- Education: James Cook University
- Known for: Shark Research
- Scientific career
- Fields: Marine Biology
- Workplaces: Sharks Pacific

= Jess Cramp =

Marine biologist

Jess Cramp is an American marine biologist and shark researcher. She is the founder of Sharks Pacific, a non-profit organization focused on compiling and providing data collected during expeditions on sharks and rays in the Cook Islands.

== Career ==
Cramp worked as a biologist in a drug discovery laboratory in San Diego for almost ten years. She volunteered for marine-related initiatives in Central America before moving to the Pacific in 2011. While living in the Cook Islands, Cramp managed the Pacific Islands Conservation Initiative (PICI). She was instrumental in the community campaign that resulted in the Cook Islands Shark Sanctuary. This is the largest shark sanctuary in the world, measuring 772,204-square-miles.

Cramp completed a Ph.D. at James Cook University in Australia, where she studied the effectiveness of large-scale marine reserves on wide-ranging sharks. In 2015, Cramp was named a National Geographic Emerging Explorer. This included a three week long trip, where Cramp visited the northern islands of Darwin and Wolf to study sharks. In 2017, Cramp was awarded a National Geographic grant on "Evaluating the effectiveness of large-scale marine reserves on highly migratory sharks."

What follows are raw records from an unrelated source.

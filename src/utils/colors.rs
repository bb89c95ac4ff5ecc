/// ANSI color helper utilities for terminal output.
use crate::models::rating::Rating;

pub const RESET: &str = "\x1b[0m";

pub const GREY: &str = "\x1b[90m";

pub const RED: &str = "\x1b[31m";
pub const GREEN: &str = "\x1b[32m";

pub const YELLOW: &str = "\x1b[33m";
pub const CYAN: &str = "\x1b[36m";

/// LOW → green, OK → yellow, HIGH → red
pub fn color_for_rating(rating: Rating) -> &'static str {
    match rating {
        Rating::Low => GREEN,
        Rating::Ok => YELLOW,
        Rating::High => RED,
    }
}

/// Grey for empty optional fields, no colour otherwise.
pub fn colorize_optional(value: &str) -> String {
    if value.trim().is_empty() || value.trim() == "--" {
        format!("{GREY}--{RESET}")
    } else {
        value.to_string()
    }
}
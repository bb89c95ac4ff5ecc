//! Short opinion quiz about travel habits. Answers are never stored.

use crate::errors::{AppError, AppResult};

pub const QUESTIONS: [&str; 5] = [
    "I would choose public transport over driving for a trip under 10 km.",
    "Cycling or walking is a realistic option for my daily commute.",
    "I am willing to spend more time travelling to cut my emissions.",
    "Car sharing is something I would consider this month.",
    "Tracking my CO2 footprint changes how I plan my trips.",
];

pub const MIN_ANSWER: u8 = 1;
pub const MAX_ANSWER: u8 = 5;

#[derive(Debug, Clone, PartialEq)]
pub struct QuizResult {
    pub average: f64,
    pub verdict: &'static str,
}

pub struct QuizLogic;

impl QuizLogic {
    /// Parse one answer on the 1..=5 agreement scale.
    pub fn parse_answer(raw: &str) -> AppResult<u8> {
        let v: u8 = raw
            .trim()
            .parse()
            .map_err(|_| AppError::InvalidAnswer(raw.trim().to_string()))?;
        if !(MIN_ANSWER..=MAX_ANSWER).contains(&v) {
            return Err(AppError::InvalidAnswer(format!(
                "{v} (use {MIN_ANSWER}-{MAX_ANSWER})"
            )));
        }
        Ok(v)
    }

    /// Parse a comma separated answer list such as `4,5,3,2,5`.
    pub fn parse_answers(raw: &str) -> AppResult<Vec<u8>> {
        raw.split(',').map(Self::parse_answer).collect()
    }

    pub fn score(answers: &[u8]) -> AppResult<QuizResult> {
        if answers.len() != QUESTIONS.len() {
            return Err(AppError::InvalidAnswer(format!(
                "expected {} answers, got {}",
                QUESTIONS.len(),
                answers.len()
            )));
        }
        if let Some(bad) = answers
            .iter()
            .find(|a| !(MIN_ANSWER..=MAX_ANSWER).contains(*a))
        {
            return Err(AppError::InvalidAnswer(bad.to_string()));
        }

        let sum: u32 = answers.iter().map(|a| u32::from(*a)).sum();
        let average = f64::from(sum) / answers.len() as f64;

        let verdict = if average >= 4.0 {
            "Eco enthusiast"
        } else if average >= 3.0 {
            "Open to change"
        } else {
            "Comfort first"
        };

        Ok(QuizResult { average, verdict })
    }
}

Cramp now specializes in conservation policy and engaging communities in ocean management. Cramp founded Sharks Pacific, a non-profit research, policy, and outreach organization that is focused on compiling and providing data collected during expeditions on sharks and rays in the Cook Islands. The data her team collects are used to establish baselines around species distribution and population size. This information is crucial for researchers who are trying to measure changes and impacts to marine habitats over space and time.

In 2019, Cramp was named an AAAS If/Then Ambassador, a program created by the American Association for the Advancement of Science to bring together 125 women from different STEM careers to serve as role models for middle school girls. In 2020, Cramp was featured as part of the IfThenSheCan – The Exhibit, an exhibit of over 120 3-D printed statues featuring the AAAS If/Then Ambassadors.

== Awards and honors ==
- AAAS IF/THEN Ambassador, 2019
- National Geographic Emerging Explorer, 2015

== Selected publications ==

- Global status and conservation potential of reef sharks. Nature. 2020.
- Are we ready for elasmobranch conservation success? John K Carlson, Michelle R Heupel, Chelsey N Young, Jessica E Cramp, and Colin A Simpfendorfer. Environmental Conservation. 2019.
- Benzothiophene containing Rho kinase inhibitors: Efficacy in an animal model of glaucoma. Robert L Davis, Mehmet Kahraman, Thomas J Prins, Yan Beaver, Travis G Cook, Jessica Cramp, Charmagne S Cayanan, Elisabeth MM Gardiner, Marsha A McLaughlin, Abbot F Clark, Mark R Hellberg, Andrew K Shiau, Stewart A Noble, Allen J Borchardt. Bioorganic & Medicinal Chemistry Letters. 2010.
- Beware silent waning of shark protection. Jessica E Cramp, Colin A Simpfendorfer, Robert L Pressey. Science. 2018.
- Cyclic Tetranuclear and Hexanuclear Palladium (II) Complexes and Their Host−guest Chemistry. Judith A Walmsley, Shourong Zhu, Antonio Matilla, Tiffanee G Donowick, Jessica E Cramp, Jose Manuel Tercero, and Tatyana Dalrymple. Inorganic Chemistry. 2007.